JEveryone knows the story of Newton and the apple. But who has heard of Siccar Point? Or from James Hutton? In 1789, on that rocky headland near Dunbar, a Scottish physician was said to have realized how long it would take for mountains to unfold and be removed again when two layers of rock meet at a steep angle. It was the birth of realism, the idea that rock formations arose in colossal periods of time and without processes other than those still functioning today. Historically, it has a meaning similar to geology to Darwin’s idea of evolution through natural selection of biology, whereby without it, as the great geneticist Theodosius Dubzansky once said, nothing makes sense.
Complaints about how little central knowledge of a topic outside it is are as old as modern science itself. However, in the case of geology, it is probably more justified than anything else. You can pass Abitur today 1.0 without knowing – or knowing – what is so special about basalt and granite. Marcia Bjornrod, professor of geology at Lawrence University in Appleton, Wisconsin, finds this unfortunate, and not just personal. To them, contempt for their subject matter is one of the reasons humans treat their planet as if there was no tomorrow: in their opinion, many contemporaries are functionally illiterate when it comes to understanding the time scales on which the Earth is operating. Attempting to draw attention to this in the form of a popular non-fiction book, even with an intention to help correct this, seems hypothetical. Bjornrod sees it the same way. She wrote, “Most people don’t feel like stories without human heroes.”
Not all translation problems are solvable
Fortunately, I tried anyway, because “Timefulness,” the title of the original text, is the most stylistically brilliant book ever published in Earth sciences. Obviously, writing about quantum physics is easier than writing about rocks and geological ages, except for dinosaurs. Even authors of travel books often turn their geological sections into linguistic crisp bread. But if a lack of read geology books was one of the causes of the subject image problem, Marcia Bjornrod helped him all the time. On the basis of a comprehensive literary education and at the same time with a wonderful sense of important things and questions that ordinary people may ask themselves, it makes even difficult things transparent in the narrowest of spaces. He saves his readers not only unnecessary technical vocabulary, but also any geomorphological natural poetry. Instead, a few sentences unfold entire eras here.
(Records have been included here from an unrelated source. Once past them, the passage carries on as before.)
//! Shared helpers: a fake node binary that produces the files a real one
//! would, so the pipeline can run end to end inside a temp directory.

#![allow(dead_code)]

use std::fs;
use std::path::{Path, PathBuf};

use chain_bootstrap::domain::ExecutionError;
use chain_bootstrap::ports::{CommandExecutor, CommandLine};
use chain_bootstrap::service::NodeHome;
use parking_lot::Mutex;

/// Initial `app.toml` written by `init`.
pub const INIT_APP_TOML: &str = r#"minimum-gas-prices = ""
pruning = "default"

[api]
enable = false
address = "tcp://0.0.0.0:1317"
"#;

/// Initial `config.toml` written by `init`.
pub const INIT_NODE_TOML: &str = r#"proxy_app = "tcp://127.0.0.1:26658"

[p2p]
laddr = "tcp://0.0.0.0:26656"
persistent_peers = ""
max_num_inbound_peers = 40

[consensus]
timeout_commit = "5s"
"#;

/// Fake node binary.
#[derive(Default)]
pub struct FakeNode {
    calls: Mutex<Vec<CommandLine>>,
}

impl FakeNode {
    pub fn new() -> Self {
        Self::default()
    }

    pub fn calls(&self) -> Vec<CommandLine> {
        self.calls.lock().clone()
    }

    pub fn call_count(&self) -> usize {
        self.calls.lock().len()
    }

    /// Node id reported for `home`: `node-<dir name>`.
    pub fn node_id(home: &Path) -> String {
        let name = home
            .file_name()
            .map(|n| n.to_string_lossy().into_owned())
            .unwrap_or_default();
        format!("node-{name}")
    }
}

impl CommandExecutor for FakeNode {
    fn execute(&self, command: &CommandLine) -> Result<String, ExecutionError> {
        self.calls.lock().push(command.clone());
        let args = command.arguments();
        let Some(home) = command.flag_value("--home").map(NodeHome::new) else {
            return Ok(String::new());
        };

        match args.first().map(String::as_str) {
            Some("init") => {
                let chain_id = command.flag_value("--chain-id").unwrap_or_default();
                write(&home.app_config(), INIT_APP_TOML)?;
                write(&home.node_config(), INIT_NODE_TOML)?;
                write(&home.genesis(), &genesis(chain_id, &[]))?;
            }
            Some("gentx") => {
                let name = &args[1];
                let body = format!(r#"{{"validator":"{name}","bonded":"{}"}}"#, args[2]);
                write(&home.gentx_dir().join(format!("gentx-{name}.json")), &body)?;
            }
            Some("collect-gentxs") => {
                let mut gentxs: Vec<String> = fs::read_dir(home.gentx_dir())
                    .map(|entries| {
                        entries
                            .filter_map(Result::ok)
                            .map(|e| e.file_name().to_string_lossy().into_owned())
                            .collect()
                    })
                    .unwrap_or_default();
                gentxs.sort();
                let current = fs::read_to_string(home.genesis())
                    .map_err(|e| ExecutionError::io("read", home.genesis(), e))?;
                let chain_id = serde_json::from_str::<serde_json::Value>(&current)
                    .ok()
                    .and_then(|v| v["chain_id"].as_str().map(str::to_string))
                    .unwrap_or_default();
                write(&home.genesis(), &genesis(&chain_id, &gentxs))?;
            }
            Some("tendermint") => return Ok(format!("{}\n", Self::node_id(home.path()))),
            _ => {}
        }
        Ok(String::new())
    }
}

fn genesis(chain_id: &str, gentxs: &[String]) -> String {
    let doc = serde_json::json!({
        "chain_id": chain_id,
        "genesis_time": "2024-01-01T00:00:00Z",
        "app_state": {
            "genutil": { "gen_txs": gentxs },
            "staking": { "params": { "bond_denom": "stake", "max_validators": 100 } },
        },
    });
    serde_json::to_string_pretty(&doc).unwrap_or_default()
}

fn write(path: &Path, content: &str) -> Result<(), ExecutionError> {
    if let Some(parent) = path.parent() {
        fs::create_dir_all(parent).map_err(|e| ExecutionError::io("create", parent, e))?;
    }
    fs::write(path, content).map_err(|e| ExecutionError::io("write", path, e))
}

/// Declaration YAML for `names`, homes under `base`, with one override per
/// document kind.
pub fn declaration_yaml(base: &Path, names: &[&str]) -> String {
    let mut yaml = String::from("accounts:\n");
    for name in names {
        yaml.push_str(&format!(
            "  - name: {name}\n    coins: [\"1000stake\", \"5token\"]\n"
        ));
    }
    yaml.push_str("validators:\n");
    for (idx, name) in names.iter().enumerate() {
        let home: PathBuf = base.join(name);
        let port = 26656 + idx * 10;
        yaml.push_str(&format!(
            r#"  - name: {name}
    bonded: 500stake
    home: {home}
    ip: 10.0.0.{ip}
    app:
      api: {{ enable: true }}
    config:
      moniker: {name}
      consensus: {{ timeout_commit: 1s }}
      p2p: {{ laddr: "tcp://0.0.0.0:{port}" }}
      rpc: {{ laddr: "tcp://0.0.0.0:{rpc}" }}
"#,
            home = home.display(),
            ip = idx + 1,
            rpc = port + 1,
        ));
    }
    yaml.push_str(
        r#"genesis:
  chain_id: e2e-1
  app_state:
    staking:
      params:
        unbonding_time: 60s
"#,
    );
    yaml
}
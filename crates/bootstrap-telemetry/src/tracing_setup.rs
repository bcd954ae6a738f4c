//! Subscriber installation.

use tracing_subscriber::{layer::SubscriberExt, util::SubscriberInitExt, EnvFilter};

use crate::{TelemetryConfig, TelemetryError};

/// Build the filter from the configured directive.
pub(crate) fn build_filter(config: &TelemetryConfig) -> Result<EnvFilter, TelemetryError> {
    EnvFilter::try_new(&config.log_level)
        .map_err(|e| TelemetryError::Filter(format!("{}: {}", config.log_level, e)))
}

/// Install the global subscriber.
pub(crate) fn init_tracing(config: &TelemetryConfig) -> Result<(), TelemetryError> {
    let env_filter = build_filter(config)?;

    if config.json_logs {
        let json_layer = tracing_subscriber::fmt::layer()
            .json()
            .with_target(true)
            .with_file(true)
            .with_line_number(true);

        tracing_subscriber::registry()
            .with(env_filter)
            .with(json_layer)
            .try_init()
            .map_err(|e| TelemetryError::SubscriberInit(e.to_string()))?;
    } else {
        let fmt_layer = tracing_subscriber::fmt::layer()
            .with_target(false)
            .with_thread_ids(false)
            .with_file(false)
            .with_line_number(false)
            .with_ansi(config.ansi);

        tracing_subscriber::registry()
            .with(env_filter)
            .with(fmt_layer)
            .try_init()
            .map_err(|e| TelemetryError::SubscriberInit(e.to_string()))?;
    }

    tracing::debug!(
        service = %config.service_name,
        level = %config.log_level,
        json = config.json_logs,
        "Logging initialized"
    );

    Ok(())
}

#[cfg(test)]
mod tests {
    use super::*;

    #[test]
    fn test_build_filter_accepts_directives() {
        let mut config = TelemetryConfig::default();
        config.log_level = "chain_bootstrap=debug,warn".to_string();
        assert!(build_filter(&config).is_ok());
    }

    #[test]
    fn test_build_filter_rejects_garbage() {
        let mut config = TelemetryConfig::default();
        config.log_level = "chain_bootstrap=loud".to_string();
        assert!(matches!(build_filter(&config), Err(TelemetryError::Filter(_))));
    }
}
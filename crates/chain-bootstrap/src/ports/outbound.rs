//! # Outbound Ports
//!
//! Traits for the pipeline's external dependencies: running node commands
//! and reading/writing structured documents.

use std::fmt;
use std::path::Path;

use parking_lot::Mutex;

use crate::domain::{Document, DocumentFormat, ExecutionError, MergeError};

/// One scripted interaction: wait for `expect`, then type `send`.
#[derive(Clone, Debug, PartialEq, Eq)]
pub struct PromptResponse {
    /// Literal prompt substring to wait for.
    pub expect: String,
    /// Line sent once the prompt appears.
    pub send: String,
}

/// A process invocation: program, arguments and an optional prompt script.
///
/// Arguments are kept as a vector, never joined into a shell string.
#[derive(Clone, Debug, Default, PartialEq, Eq)]
pub struct CommandLine {
    program: String,
    args: Vec<String>,
    prompts: Vec<PromptResponse>,
}

impl CommandLine {
    /// Start a command for `program`.
    pub fn new(program: impl Into<String>) -> Self {
        Self {
            program: program.into(),
            ..Default::default()
        }
    }

    /// Append one argument.
    pub fn arg(mut self, arg: impl Into<String>) -> Self {
        self.args.push(arg.into());
        self
    }

    /// Append several arguments.
    pub fn args<I, S>(mut self, args: I) -> Self
    where
        I: IntoIterator<Item = S>,
        S: Into<String>,
    {
        self.args.extend(args.into_iter().map(Into::into));
        self
    }

    /// Append a prompt/response pair.
    pub fn prompt(mut self, expect: impl Into<String>, send: impl Into<String>) -> Self {
        self.prompts.push(PromptResponse {
            expect: expect.into(),
            send: send.into(),
        });
        self
    }

    /// Program name.
    pub fn program(&self) -> &str {
        &self.program
    }

    /// Arguments.
    pub fn arguments(&self) -> &[String] {
        &self.args
    }

    /// Prompt script, empty for direct commands.
    pub fn prompts(&self) -> &[PromptResponse] {
        &self.prompts
    }

    /// Whether the command needs prompt scripting.
    pub fn is_scripted(&self) -> bool {
        !self.prompts.is_empty()
    }

    /// Value following `flag` in the argument list.
    pub fn flag_value(&self, flag: &str) -> Option<&str> {
        self.args
            .iter()
            .position(|arg| arg == flag)
            .and_then(|idx| self.args.get(idx + 1))
            .map(String::as_str)
    }
}

/// Shell-quoted rendering, for logs and error messages.
impl fmt::Display for CommandLine {
    fn fmt(&self, f: &mut fmt::Formatter<'_>) -> fmt::Result {
        f.write_str(&shell_quote(&self.program))?;
        for arg in &self.args {
            write!(f, " {}", shell_quote(arg))?;
        }
        Ok(())
    }
}

fn shell_quote(word: &str) -> String {
    let plain = !word.is_empty()
        && word
            .chars()
            .all(|c| c.is_ascii_alphanumeric() || "_-./:@,=+%".contains(c));
    if plain {
        word.to_string()
    } else {
        format!("'{}'", word.replace('\'', r"'\''"))
    }
}

/// Command executor - outbound port.
///
/// Returns combined stdout and stderr with surrounding whitespace trimmed.
pub trait CommandExecutor: Send + Sync {
    /// Run a command to completion.
    fn execute(&self, command: &CommandLine) -> Result<String, ExecutionError>;
}

impl<T: CommandExecutor + ?Sized> CommandExecutor for &T {
    fn execute(&self, command: &CommandLine) -> Result<String, ExecutionError> {
        (**self).execute(command)
    }
}

/// Structured document store - outbound port.
pub trait DocumentStore: Send + Sync {
    /// Load a document from `path`.
    fn load(&self, path: &Path, format: DocumentFormat) -> Result<Document, MergeError>;

    /// Write `document` to `path`, replacing the file.
    fn save(
        &self,
        path: &Path,
        format: DocumentFormat,
        document: &Document,
    ) -> Result<(), MergeError>;
}

impl<T: DocumentStore + ?Sized> DocumentStore for &T {
    fn load(&self, path: &Path, format: DocumentFormat) -> Result<Document, MergeError> {
        (**self).load(path, format)
    }

    fn save(
        &self,
        path: &Path,
        format: DocumentFormat,
        document: &Document,
    ) -> Result<(), MergeError> {
        (**self).save(path, format, document)
    }
}

// =============================================================================
// Mock Implementations for Testing
// =============================================================================

/// Mock executor that records every call and answers from a script.
#[derive(Debug, Default)]
pub struct MockCommandExecutor {
    calls: Mutex<Vec<CommandLine>>,
    outputs: Vec<(String, String)>,
    failures: Vec<String>,
}

impl MockCommandExecutor {
    /// Executor answering every command with empty output.
    pub fn new() -> Self {
        Self::default()
    }

    /// Answer commands whose rendering contains `needle` with `output`.
    pub fn with_output(mut self, needle: impl Into<String>, output: impl Into<String>) -> Self {
        self.outputs.push((needle.into(), output.into()));
        self
    }

    /// Fail commands whose rendering contains `needle`.
    pub fn failing_on(mut self, needle: impl Into<String>) -> Self {
        self.failures.push(needle.into());
        self
    }

    /// Commands received so far.
    pub fn calls(&self) -> Vec<CommandLine> {
        self.calls.lock().clone()
    }

    /// Number of commands received so far.
    pub fn call_count(&self) -> usize {
        self.calls.lock().len()
    }
}

impl CommandExecutor for MockCommandExecutor {
    fn execute(&self, command: &CommandLine) -> Result<String, ExecutionError> {
        self.calls.lock().push(command.clone());
        let rendered = command.to_string();

        if self.failures.iter().any(|needle| rendered.contains(needle)) {
            return Err(ExecutionError::Failed {
                command: rendered,
                code: Some(1),
                output: "Mock failure".to_string(),
            });
        }

        Ok(self
            .outputs
            .iter()
            .find(|(needle, _)| rendered.contains(needle))
            .map(|(_, output)| output.trim().to_string())
            .unwrap_or_default())
    }
}
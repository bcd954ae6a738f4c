//! # Inbound Ports
//!
//! API trait defining what the bootstrap pipeline can do.

use std::path::Path;

use crate::domain::{BootstrapError, BootstrapReport, NetworkDeclaration, PipelineState};

/// Network bootstrap API - inbound port.
pub trait NetworkBootstrapApi {
    /// Bootstrap from a YAML declaration file.
    fn bootstrap_file(&mut self, path: &Path) -> Result<BootstrapReport, BootstrapError>;

    /// Bootstrap from an already parsed declaration.
    fn bootstrap(
        &mut self,
        declaration: NetworkDeclaration,
    ) -> Result<BootstrapReport, BootstrapError>;

    /// State reached by the last run.
    fn state(&self) -> &PipelineState;
}
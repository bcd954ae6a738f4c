//! # Address and Path Helpers
//!
//! Listen-address parsing, peer address formatting and home directory
//! expansion.

use std::env::VarError;
use std::path::PathBuf;

use crate::domain::{HomeExpansionError, DEFAULT_P2P_PORT};

/// Extract the port of a listen address such as `tcp://0.0.0.0:26656`.
///
/// Anything unparsable yields [`DEFAULT_P2P_PORT`].
pub fn parse_p2p_port(laddr: &str) -> u16 {
    let without_scheme = laddr
        .split_once("://")
        .map_or(laddr, |(_, rest)| rest)
        .trim_end_matches('/');
    without_scheme
        .rsplit_once(':')
        .and_then(|(_, port)| port.parse::<u16>().ok())
        .filter(|port| *port != 0)
        .unwrap_or(DEFAULT_P2P_PORT)
}

/// `node_id@ip:port`, the form expected by `p2p.persistent_peers`.
pub fn format_peer_address(node_id: &str, ip: &str, port: u16) -> String {
    format!("{}@{}:{}", node_id.trim(), ip, port)
}

/// Expand a leading `~` to the current user's home, then expand `$VAR` and
/// `${VAR}` references.
///
/// Fails when the path needs a home directory that cannot be resolved or
/// references an unset variable.
pub fn expand_home(path: &str) -> Result<String, HomeExpansionError> {
    expand_home_with(path, dirs::home_dir(), |name| std::env::var(name).ok())
}

/// [`expand_home`] with an injectable home directory and variable lookup.
pub fn expand_home_with<F>(
    path: &str,
    home: Option<PathBuf>,
    lookup: F,
) -> Result<String, HomeExpansionError>
where
    F: Fn(&str) -> Option<String>,
{
    let wants_home = path == "~" || path.starts_with("~/");
    let home = match home {
        Some(home) => Some(home.to_string_lossy().into_owned()),
        None if wants_home => return Err(HomeExpansionError::NoHomeDirectory),
        None => None,
    };

    shellexpand::full_with_context(
        path,
        || home,
        |name| lookup(name).map(Some).ok_or(VarError::NotPresent),
    )
    .map(|expanded| expanded.into_owned())
    .map_err(|e| HomeExpansionError::UnsetVariable { name: e.var_name })
}

#[cfg(test)]
mod tests {
    use super::*;

    fn env(name: &str) -> Option<String> {
        match name {
            "HOME" => Some("/home/val".into()),
            "NET" => Some("local".into()),
            _ => None,
        }
    }

    #[test]
    fn test_parse_p2p_port() {
        assert_eq!(parse_p2p_port("tcp://0.0.0.0:26656"), 26656);
        assert_eq!(parse_p2p_port("tcp://127.0.0.1:36656"), 36656);
        assert_eq!(parse_p2p_port("0.0.0.0:1234"), 1234);
    }

    #[test]
    fn test_parse_p2p_port_falls_back_to_default() {
        assert_eq!(parse_p2p_port(""), DEFAULT_P2P_PORT);
        assert_eq!(parse_p2p_port("tcp://0.0.0.0"), DEFAULT_P2P_PORT);
        assert_eq!(parse_p2p_port("tcp://0.0.0.0:port"), DEFAULT_P2P_PORT);
        assert_eq!(parse_p2p_port("tcp://0.0.0.0:99999"), DEFAULT_P2P_PORT);
    }

    #[test]
    fn test_format_peer_address() {
        assert_eq!(
            format_peer_address("abc123\n", "10.0.0.2", 26656),
            "abc123@10.0.0.2:26656"
        );
    }

    fn home() -> Option<PathBuf> {
        Some(PathBuf::from("/home/val"))
    }

    #[test]
    fn test_expand_home() {
        assert_eq!(expand_home_with("~/.simd", home(), env).unwrap(), "/home/val/.simd");
        assert_eq!(expand_home_with("~", home(), env).unwrap(), "/home/val");
        assert_eq!(
            expand_home_with("~/$NET/${NET}x", home(), env).unwrap(),
            "/home/val/local/localx"
        );
        assert_eq!(expand_home_with("/data/$NET", home(), env).unwrap(), "/data/local");
    }

    #[test]
    fn test_only_leading_tilde_is_expanded() {
        assert_eq!(
            expand_home_with("~/net/a~b", home(), env).unwrap(),
            "/home/val/net/a~b"
        );
        assert_eq!(expand_home_with("/data/a~b", home(), env).unwrap(), "/data/a~b");
    }

    #[test]
    fn test_unresolved_home_is_an_error() {
        assert_eq!(
            expand_home_with("~/node0", None, env),
            Err(HomeExpansionError::NoHomeDirectory)
        );
        // no home needed
        assert_eq!(expand_home_with("/srv/node0", None, env).unwrap(), "/srv/node0");
    }

    #[test]
    fn test_unset_variable_is_an_error() {
        assert_eq!(
            expand_home_with("~/$MISSING/a", home(), env),
            Err(HomeExpansionError::UnsetVariable {
                name: "MISSING".into()
            })
        );
    }
}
Marcia Bjornrod’s impeccable prose still shines in the German version, even if not all of the translation problems could be solved. Includes the title. In Bjornerud’s work, “good time” is considered a counter-term to “immortality”, which aims not so much at eternal validity as it does to the attitude inspired by it, in which rocks and landscapes are believed to be “full” of time, “that the world of time, or better, is made Of time. “
When Lord Kelvin Darwin contradicted it
One actually desires more followers of this vision and also removes all the arguments put forward from the book about why its insufficient publication makes solutions to increasingly pressing environmental problems more difficult. The author is also forgiven for blaming the somewhat one-sided “immortality” dominance of physics and its ideal of eternally good laws. Nor was it necessary to overstate the steadfast objection of the physicist Lord Kelvin to Darwin’s conviction that the Earth should have an enormous lifetime in a fundamental interdisciplinary struggle and to assume that Kelvin had a hidden idea, in the current sense of the word creation. agenda. At least Bjornerud does not fail to point out that decades of resistance by many geologists to Alfred Wegener’s visions of continental drift had much to do with the inadequate physical education of rock experts at the time.
How dare Bjornrod criticize his guild, for example, when the history of the Earth is compared to a day of 24 hours, at the end of which the human appears in the last few seconds before midnight, in order to generalize. “This is a strange, even irresponsible, understanding of our position at the right time,” Bjornrod wrote. “On the one hand, it indicates a degree of insignificance and impotence that not only alienates psychologically, but also allows us to suppress the extent of humankind’s influence on the planet in this last quarter of a second.”
This is, of course, true with regard to the geological needs of a mammalian species, which depend on a delicate infrastructure insofar as it is extensive and soon not only eight billion representatives will live, but also more: everyone wants to live as long as possible – and this is true of course, but as the first form of Life is able to assert such a right before natural history. From a sub-temporal point of view, the Anthropocene, the era in which humanity became a geological factor, could be a period of geological upheaval among other things. In the sense that the idea of timing also opens such perspectives, it conflicts with the great goal declared by the author to “abolish the Anthropocene and restore realism.” In contrast to the development in biology, geology has shown that not everything makes sense there in light of the current.